Saved entries –
---

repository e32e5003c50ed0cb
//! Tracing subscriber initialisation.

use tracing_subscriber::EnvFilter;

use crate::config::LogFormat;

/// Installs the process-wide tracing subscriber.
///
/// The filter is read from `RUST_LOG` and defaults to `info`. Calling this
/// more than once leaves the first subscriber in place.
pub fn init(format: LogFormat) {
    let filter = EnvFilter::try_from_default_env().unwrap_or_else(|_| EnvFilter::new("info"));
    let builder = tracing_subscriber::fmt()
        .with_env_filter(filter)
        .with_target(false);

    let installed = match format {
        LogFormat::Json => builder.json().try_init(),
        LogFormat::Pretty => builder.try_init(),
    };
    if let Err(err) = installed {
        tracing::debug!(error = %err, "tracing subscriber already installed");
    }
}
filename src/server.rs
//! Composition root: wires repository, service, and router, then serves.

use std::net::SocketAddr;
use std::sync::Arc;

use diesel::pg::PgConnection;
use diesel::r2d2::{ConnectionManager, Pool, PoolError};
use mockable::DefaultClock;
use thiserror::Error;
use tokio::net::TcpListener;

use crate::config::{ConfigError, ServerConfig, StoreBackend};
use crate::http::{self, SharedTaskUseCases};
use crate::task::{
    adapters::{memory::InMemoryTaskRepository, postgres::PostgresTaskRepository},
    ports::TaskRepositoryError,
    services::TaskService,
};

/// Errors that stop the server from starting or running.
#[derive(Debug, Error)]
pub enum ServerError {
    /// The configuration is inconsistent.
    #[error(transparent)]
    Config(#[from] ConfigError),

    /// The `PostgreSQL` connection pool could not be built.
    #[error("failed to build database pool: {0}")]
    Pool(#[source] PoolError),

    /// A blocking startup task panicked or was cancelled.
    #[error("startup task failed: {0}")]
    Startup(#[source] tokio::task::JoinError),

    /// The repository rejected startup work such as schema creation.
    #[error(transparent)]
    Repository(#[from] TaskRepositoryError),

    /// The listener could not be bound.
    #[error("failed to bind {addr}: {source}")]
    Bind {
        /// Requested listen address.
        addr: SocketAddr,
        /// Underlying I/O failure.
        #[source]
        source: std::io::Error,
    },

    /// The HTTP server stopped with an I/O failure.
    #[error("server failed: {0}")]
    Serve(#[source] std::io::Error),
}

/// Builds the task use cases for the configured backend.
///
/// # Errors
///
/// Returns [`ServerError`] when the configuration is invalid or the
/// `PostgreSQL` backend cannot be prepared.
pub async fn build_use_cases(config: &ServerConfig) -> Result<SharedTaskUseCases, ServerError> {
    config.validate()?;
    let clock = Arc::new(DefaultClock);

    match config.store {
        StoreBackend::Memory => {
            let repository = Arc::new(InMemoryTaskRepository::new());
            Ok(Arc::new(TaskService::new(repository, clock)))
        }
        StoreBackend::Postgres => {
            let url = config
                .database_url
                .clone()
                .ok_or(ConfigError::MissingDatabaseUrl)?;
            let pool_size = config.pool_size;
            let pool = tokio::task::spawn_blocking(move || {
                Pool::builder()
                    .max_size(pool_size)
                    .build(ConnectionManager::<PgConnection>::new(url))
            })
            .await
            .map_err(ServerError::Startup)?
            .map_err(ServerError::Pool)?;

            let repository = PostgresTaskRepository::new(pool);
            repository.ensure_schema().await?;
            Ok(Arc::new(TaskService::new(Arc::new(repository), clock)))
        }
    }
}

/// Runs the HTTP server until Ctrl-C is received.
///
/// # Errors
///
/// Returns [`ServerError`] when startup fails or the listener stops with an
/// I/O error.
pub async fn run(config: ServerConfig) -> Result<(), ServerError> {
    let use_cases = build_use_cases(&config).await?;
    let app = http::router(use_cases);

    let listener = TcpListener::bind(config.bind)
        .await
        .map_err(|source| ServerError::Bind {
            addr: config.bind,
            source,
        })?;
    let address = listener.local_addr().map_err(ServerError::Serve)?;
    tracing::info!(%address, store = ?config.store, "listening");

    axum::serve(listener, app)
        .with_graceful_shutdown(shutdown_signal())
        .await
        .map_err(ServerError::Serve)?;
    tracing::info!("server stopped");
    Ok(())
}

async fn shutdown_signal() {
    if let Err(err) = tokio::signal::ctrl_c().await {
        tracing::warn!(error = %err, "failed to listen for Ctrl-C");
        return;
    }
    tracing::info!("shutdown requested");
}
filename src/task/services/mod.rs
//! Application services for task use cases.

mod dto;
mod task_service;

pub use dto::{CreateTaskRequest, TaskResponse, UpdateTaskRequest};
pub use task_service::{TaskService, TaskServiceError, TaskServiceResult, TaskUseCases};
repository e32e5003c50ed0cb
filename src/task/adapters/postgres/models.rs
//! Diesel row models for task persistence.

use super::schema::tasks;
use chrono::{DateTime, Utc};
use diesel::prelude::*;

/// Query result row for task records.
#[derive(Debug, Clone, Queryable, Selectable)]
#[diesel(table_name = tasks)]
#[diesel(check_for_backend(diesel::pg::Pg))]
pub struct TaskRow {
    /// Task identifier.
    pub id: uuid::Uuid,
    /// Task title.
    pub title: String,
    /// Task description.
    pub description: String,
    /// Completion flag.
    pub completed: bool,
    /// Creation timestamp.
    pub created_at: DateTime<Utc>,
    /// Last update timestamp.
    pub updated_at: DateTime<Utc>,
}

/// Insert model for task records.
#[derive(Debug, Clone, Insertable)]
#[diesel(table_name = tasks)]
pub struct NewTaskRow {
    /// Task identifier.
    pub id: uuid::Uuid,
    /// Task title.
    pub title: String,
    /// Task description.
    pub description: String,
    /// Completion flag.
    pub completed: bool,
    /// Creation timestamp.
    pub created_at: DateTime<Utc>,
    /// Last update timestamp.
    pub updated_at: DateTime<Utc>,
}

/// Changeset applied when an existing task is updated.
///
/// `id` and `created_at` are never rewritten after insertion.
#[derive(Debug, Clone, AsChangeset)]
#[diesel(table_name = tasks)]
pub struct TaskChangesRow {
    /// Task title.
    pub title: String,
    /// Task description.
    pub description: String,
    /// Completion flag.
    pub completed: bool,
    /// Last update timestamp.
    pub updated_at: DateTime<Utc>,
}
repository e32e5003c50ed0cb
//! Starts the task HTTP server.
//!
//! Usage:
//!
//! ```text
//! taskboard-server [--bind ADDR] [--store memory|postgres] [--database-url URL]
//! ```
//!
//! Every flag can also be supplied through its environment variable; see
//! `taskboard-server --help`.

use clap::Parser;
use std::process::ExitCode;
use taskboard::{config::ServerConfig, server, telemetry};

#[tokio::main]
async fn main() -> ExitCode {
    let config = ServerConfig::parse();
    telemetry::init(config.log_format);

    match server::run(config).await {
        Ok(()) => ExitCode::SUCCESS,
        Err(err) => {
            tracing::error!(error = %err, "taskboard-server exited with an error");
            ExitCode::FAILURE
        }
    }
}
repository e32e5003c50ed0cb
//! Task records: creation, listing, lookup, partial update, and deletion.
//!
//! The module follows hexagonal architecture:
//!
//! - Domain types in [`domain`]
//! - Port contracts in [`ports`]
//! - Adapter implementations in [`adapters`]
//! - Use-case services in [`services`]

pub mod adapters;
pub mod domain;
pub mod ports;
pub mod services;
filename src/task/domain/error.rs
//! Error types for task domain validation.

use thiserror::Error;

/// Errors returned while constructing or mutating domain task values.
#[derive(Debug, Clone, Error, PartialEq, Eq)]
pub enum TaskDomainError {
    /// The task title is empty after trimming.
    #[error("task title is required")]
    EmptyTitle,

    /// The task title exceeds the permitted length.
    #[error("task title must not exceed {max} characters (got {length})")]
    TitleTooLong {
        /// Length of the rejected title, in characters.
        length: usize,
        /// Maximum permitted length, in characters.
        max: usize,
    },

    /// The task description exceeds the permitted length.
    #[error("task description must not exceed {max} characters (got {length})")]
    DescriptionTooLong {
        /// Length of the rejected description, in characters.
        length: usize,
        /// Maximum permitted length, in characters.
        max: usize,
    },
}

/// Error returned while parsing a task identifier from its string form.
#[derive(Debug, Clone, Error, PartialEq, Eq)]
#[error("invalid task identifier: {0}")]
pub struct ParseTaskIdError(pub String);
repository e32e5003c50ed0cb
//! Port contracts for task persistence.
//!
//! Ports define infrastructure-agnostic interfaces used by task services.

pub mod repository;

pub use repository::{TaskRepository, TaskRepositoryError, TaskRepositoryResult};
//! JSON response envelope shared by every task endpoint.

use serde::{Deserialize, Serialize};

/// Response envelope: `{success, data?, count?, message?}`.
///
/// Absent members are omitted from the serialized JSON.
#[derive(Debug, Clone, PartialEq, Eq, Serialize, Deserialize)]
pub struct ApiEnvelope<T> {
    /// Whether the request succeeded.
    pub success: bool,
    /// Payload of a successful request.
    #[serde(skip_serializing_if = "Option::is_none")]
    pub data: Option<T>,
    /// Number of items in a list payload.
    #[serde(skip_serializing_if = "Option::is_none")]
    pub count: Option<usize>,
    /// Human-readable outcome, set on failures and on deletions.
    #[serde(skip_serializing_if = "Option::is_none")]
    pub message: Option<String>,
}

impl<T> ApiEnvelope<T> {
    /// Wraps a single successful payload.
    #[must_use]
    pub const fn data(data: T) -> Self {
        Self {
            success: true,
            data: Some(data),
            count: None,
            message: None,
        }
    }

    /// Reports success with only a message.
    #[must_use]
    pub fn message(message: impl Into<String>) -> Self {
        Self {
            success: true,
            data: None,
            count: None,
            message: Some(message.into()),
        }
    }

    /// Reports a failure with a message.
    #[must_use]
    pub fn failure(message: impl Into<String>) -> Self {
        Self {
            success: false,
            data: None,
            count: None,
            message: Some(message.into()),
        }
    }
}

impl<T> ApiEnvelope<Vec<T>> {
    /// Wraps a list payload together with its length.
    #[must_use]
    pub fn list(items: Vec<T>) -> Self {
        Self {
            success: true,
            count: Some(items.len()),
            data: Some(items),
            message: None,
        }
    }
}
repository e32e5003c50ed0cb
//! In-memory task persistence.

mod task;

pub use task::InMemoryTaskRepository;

---

Problem –
Transcribe verbatim. Cover the lines from the first line of the entries above to the line containing "router, then serves.", inclusive.

Written solution –
repository e32e5003c50ed0cb
//! Tracing subscriber initialisation.

use tracing_subscriber::EnvFilter;

use crate::config::LogFormat;

/// Installs the process-wide tracing subscriber.
///
/// The filter is read from `RUST_LOG` and defaults to `info`. Calling this
/// more than once leaves the first subscriber in place.
pub fn init(format: LogFormat) {
    let filter = EnvFilter::try_from_default_env().unwrap_or_else(|_| EnvFilter::new("info"));
    let builder = tracing_subscriber::fmt()
        .with_env_filter(filter)
        .with_target(false);

    let installed = match format {
        LogFormat::Json => builder.json().try_init(),
        LogFormat::Pretty => builder.try_init(),
    };
    if let Err(err) = installed {
        tracing::debug!(error = %err, "tracing subscriber already installed");
    }
}
filename src/server.rs
//! Composition root: wires repository, service, and router, then serves.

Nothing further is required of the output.